## WHAT IS REQUIRED
Retrieve all lines below that have the string "GroceryItemChanges".

BEGIN SUPPLIED MATERIAL

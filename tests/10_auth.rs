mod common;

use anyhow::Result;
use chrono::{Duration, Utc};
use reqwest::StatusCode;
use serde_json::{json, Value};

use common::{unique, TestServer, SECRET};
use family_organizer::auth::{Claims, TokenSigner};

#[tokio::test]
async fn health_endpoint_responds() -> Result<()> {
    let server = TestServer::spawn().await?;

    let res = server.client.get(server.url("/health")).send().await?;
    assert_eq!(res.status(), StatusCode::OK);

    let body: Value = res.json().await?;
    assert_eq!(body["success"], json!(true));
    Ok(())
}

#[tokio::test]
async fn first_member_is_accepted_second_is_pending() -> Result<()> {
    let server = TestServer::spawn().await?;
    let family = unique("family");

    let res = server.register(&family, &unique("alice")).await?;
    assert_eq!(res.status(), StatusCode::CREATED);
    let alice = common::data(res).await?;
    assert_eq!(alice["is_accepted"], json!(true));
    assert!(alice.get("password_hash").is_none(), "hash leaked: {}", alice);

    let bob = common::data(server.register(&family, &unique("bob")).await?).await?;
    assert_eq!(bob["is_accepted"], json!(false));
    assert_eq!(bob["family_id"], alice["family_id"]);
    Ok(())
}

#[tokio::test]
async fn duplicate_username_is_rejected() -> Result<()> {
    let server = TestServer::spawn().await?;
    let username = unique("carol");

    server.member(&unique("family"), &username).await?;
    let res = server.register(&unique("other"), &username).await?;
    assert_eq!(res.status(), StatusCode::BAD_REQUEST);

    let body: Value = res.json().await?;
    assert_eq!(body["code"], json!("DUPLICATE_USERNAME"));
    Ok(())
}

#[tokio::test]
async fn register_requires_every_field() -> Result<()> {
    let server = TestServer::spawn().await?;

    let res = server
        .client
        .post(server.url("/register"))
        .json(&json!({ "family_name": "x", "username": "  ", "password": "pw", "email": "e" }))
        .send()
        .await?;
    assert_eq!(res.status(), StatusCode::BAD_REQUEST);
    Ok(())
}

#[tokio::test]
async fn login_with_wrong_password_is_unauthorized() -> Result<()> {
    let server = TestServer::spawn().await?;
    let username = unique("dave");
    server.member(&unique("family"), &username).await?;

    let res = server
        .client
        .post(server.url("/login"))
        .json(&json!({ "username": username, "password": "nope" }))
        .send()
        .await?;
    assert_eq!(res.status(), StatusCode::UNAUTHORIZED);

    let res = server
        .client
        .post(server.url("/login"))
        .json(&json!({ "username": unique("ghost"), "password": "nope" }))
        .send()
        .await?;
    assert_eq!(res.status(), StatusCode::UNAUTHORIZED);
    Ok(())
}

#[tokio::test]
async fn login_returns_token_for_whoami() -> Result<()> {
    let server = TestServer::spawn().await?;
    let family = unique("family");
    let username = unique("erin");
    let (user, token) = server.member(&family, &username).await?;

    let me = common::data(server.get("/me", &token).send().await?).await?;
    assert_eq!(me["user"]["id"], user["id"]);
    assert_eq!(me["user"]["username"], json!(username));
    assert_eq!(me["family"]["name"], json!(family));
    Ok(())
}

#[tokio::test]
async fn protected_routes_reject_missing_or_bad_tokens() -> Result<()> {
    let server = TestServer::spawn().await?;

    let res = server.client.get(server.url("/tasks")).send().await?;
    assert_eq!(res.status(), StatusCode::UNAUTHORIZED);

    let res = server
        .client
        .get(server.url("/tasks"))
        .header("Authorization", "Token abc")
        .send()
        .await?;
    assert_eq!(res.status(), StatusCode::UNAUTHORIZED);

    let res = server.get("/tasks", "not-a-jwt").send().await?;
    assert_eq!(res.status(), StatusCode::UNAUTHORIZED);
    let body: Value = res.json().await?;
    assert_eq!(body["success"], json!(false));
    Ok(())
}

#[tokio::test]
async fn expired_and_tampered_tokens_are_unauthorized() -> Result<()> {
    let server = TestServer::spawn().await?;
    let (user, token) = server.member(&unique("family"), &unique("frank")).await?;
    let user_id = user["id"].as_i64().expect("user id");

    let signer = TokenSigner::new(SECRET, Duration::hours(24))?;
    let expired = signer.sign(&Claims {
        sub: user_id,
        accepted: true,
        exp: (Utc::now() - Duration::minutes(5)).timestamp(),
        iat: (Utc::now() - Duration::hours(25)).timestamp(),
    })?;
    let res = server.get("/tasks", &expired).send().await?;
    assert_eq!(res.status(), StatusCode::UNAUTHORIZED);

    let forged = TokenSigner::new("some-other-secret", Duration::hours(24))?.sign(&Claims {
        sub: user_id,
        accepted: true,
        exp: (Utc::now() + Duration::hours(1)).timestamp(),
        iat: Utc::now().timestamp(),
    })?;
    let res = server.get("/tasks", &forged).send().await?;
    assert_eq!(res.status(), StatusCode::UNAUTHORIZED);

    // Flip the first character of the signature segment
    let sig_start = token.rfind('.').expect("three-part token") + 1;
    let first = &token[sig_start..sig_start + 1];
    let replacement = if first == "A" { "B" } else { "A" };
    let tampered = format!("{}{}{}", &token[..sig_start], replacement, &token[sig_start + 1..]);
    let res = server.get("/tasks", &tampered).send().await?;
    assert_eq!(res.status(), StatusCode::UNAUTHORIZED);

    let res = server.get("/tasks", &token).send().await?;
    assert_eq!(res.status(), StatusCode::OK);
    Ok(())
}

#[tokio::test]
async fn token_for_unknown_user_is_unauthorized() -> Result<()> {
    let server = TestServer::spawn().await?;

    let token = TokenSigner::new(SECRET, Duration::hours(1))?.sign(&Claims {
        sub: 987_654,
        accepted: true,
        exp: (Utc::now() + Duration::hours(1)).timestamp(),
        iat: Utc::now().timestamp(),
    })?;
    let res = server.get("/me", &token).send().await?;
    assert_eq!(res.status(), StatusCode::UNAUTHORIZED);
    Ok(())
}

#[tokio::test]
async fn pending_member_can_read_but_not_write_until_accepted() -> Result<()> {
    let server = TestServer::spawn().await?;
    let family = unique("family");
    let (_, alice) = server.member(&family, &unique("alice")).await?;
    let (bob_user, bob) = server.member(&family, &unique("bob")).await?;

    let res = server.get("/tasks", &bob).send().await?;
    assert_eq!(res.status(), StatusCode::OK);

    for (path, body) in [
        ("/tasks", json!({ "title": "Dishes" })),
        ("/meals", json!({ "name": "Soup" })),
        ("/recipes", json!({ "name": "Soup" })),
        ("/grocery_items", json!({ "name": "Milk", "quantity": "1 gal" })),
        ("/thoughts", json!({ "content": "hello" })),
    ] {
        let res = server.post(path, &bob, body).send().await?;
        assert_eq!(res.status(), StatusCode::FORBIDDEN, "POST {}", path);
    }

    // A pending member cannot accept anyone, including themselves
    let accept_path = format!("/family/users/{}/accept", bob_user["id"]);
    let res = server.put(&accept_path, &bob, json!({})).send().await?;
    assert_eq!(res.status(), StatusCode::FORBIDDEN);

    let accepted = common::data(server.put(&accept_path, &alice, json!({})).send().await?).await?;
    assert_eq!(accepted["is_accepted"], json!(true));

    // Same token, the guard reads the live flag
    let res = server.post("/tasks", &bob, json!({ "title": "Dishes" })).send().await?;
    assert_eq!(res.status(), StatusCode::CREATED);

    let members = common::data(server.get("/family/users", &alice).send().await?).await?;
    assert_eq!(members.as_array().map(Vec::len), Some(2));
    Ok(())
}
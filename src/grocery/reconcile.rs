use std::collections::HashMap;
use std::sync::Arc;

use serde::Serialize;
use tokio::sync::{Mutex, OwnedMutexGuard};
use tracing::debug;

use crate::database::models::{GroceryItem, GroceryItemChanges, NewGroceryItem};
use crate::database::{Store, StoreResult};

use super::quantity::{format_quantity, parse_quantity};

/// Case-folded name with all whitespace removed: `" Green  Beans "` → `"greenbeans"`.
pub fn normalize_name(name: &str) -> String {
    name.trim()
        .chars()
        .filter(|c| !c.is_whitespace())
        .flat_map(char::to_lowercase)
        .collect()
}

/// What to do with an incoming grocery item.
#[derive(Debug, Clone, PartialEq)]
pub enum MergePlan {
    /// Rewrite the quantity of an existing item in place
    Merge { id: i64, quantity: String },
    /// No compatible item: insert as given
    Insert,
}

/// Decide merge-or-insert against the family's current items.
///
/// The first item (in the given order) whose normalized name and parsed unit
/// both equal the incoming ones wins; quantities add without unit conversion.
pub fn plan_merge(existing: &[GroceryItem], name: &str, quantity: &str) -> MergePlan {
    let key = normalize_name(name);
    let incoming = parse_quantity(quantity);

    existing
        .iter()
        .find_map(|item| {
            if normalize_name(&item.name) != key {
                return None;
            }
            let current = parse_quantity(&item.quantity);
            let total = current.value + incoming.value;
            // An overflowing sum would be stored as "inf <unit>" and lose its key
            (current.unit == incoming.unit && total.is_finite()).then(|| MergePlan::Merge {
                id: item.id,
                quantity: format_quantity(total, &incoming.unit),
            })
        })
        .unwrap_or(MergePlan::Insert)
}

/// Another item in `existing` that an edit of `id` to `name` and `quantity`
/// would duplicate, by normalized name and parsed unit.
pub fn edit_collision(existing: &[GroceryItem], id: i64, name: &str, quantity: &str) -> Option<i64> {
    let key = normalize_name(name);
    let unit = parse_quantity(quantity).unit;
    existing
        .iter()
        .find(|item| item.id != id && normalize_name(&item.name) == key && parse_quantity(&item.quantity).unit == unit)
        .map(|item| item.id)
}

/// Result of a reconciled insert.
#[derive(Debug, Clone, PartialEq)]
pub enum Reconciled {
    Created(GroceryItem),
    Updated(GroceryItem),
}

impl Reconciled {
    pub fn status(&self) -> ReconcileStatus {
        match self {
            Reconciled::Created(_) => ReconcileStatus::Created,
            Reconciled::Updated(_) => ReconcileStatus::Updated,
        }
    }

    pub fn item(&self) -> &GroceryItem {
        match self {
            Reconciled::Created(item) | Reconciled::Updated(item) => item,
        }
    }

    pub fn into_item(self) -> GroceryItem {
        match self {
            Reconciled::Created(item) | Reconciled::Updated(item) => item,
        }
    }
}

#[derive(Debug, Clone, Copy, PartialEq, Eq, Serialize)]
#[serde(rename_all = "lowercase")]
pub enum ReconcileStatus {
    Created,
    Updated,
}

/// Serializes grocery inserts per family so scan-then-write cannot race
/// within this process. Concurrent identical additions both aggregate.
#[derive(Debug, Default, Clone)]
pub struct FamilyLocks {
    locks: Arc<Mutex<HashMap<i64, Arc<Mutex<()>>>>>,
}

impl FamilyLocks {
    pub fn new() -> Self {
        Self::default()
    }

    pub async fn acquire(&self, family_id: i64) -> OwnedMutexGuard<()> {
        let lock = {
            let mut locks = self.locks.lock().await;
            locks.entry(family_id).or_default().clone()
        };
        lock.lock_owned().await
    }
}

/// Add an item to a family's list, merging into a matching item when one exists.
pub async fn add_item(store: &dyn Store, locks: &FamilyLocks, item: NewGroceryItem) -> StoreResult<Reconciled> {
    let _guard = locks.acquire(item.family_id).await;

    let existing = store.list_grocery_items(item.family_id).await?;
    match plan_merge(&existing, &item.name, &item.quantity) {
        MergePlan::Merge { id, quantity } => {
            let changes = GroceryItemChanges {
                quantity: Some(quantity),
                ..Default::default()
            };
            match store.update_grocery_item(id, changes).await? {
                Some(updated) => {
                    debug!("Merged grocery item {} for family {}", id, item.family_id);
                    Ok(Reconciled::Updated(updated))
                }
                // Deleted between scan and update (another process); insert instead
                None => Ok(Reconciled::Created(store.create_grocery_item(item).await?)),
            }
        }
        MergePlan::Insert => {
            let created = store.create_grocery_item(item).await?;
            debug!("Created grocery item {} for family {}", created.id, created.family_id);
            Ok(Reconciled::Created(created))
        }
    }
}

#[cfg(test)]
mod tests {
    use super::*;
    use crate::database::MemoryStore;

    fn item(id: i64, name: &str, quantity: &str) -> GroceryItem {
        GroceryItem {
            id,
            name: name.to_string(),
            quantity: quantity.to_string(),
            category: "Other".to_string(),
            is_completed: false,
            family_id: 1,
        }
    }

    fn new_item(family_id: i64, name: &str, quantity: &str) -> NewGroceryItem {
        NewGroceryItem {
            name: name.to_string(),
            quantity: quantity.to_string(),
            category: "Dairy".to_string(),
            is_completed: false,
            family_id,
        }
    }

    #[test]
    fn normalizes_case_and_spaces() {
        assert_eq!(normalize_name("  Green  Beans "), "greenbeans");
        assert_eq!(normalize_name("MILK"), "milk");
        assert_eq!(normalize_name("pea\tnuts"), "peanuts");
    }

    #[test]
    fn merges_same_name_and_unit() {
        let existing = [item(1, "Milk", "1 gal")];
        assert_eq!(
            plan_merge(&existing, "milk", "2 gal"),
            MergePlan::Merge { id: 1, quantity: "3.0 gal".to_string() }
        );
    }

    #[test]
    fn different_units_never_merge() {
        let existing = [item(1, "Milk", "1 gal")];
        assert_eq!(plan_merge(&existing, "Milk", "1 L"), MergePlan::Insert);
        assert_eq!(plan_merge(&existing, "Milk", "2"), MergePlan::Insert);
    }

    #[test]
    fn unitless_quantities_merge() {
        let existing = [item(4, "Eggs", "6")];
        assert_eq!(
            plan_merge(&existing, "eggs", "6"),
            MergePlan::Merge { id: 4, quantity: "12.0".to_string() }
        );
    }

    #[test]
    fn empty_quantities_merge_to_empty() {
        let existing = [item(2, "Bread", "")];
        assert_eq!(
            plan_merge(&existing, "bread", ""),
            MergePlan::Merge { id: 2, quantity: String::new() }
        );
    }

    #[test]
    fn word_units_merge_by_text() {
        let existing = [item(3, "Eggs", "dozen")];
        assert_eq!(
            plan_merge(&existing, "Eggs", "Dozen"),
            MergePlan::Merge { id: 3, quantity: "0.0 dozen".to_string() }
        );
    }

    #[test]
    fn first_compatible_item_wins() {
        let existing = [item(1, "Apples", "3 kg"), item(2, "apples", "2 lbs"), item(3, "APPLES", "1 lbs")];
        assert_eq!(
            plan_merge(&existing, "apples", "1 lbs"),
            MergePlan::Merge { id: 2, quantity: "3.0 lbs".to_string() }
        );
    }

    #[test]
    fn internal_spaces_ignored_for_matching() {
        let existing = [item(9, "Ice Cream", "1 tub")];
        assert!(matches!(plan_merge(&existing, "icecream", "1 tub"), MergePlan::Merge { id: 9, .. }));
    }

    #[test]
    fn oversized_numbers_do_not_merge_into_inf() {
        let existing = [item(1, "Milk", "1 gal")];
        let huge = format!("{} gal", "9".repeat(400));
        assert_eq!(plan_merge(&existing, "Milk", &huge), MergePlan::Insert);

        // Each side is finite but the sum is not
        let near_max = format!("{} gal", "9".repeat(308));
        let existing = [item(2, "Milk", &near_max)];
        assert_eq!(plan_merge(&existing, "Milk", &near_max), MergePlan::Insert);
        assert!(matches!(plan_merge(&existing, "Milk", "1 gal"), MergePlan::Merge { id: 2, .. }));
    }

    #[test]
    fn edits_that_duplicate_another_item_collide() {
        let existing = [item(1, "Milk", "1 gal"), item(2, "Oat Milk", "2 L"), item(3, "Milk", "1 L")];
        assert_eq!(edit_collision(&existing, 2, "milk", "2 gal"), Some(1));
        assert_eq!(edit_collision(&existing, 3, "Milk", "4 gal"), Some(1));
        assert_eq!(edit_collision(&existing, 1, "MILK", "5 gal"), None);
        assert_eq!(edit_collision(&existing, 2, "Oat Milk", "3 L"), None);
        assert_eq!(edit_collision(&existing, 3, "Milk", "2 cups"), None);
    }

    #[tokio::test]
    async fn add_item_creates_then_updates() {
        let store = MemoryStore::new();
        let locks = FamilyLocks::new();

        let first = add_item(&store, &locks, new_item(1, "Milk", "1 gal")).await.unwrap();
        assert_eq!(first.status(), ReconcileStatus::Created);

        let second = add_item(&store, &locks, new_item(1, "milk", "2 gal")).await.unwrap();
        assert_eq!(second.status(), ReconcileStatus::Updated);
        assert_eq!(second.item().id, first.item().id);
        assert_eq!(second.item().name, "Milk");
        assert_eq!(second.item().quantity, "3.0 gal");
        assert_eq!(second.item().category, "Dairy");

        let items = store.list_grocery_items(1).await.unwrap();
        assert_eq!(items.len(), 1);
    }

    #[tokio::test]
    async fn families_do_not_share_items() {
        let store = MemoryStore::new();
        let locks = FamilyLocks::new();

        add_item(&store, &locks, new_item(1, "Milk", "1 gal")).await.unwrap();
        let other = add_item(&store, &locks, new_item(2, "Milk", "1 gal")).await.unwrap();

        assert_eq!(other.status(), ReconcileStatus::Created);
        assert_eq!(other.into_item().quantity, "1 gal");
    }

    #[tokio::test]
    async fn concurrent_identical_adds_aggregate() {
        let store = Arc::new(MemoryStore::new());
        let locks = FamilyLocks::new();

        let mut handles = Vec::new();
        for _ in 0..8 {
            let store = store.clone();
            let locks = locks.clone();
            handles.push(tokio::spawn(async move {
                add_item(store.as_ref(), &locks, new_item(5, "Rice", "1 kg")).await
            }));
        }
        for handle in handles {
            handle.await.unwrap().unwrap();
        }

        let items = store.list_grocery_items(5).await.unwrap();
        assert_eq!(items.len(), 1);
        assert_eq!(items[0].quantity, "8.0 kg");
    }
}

END SUPPLIED MATERIAL

## RESULT BELOW
use crate::database::models::{GroceryItem, GroceryItemChanges, NewGroceryItem};
            let changes = GroceryItemChanges {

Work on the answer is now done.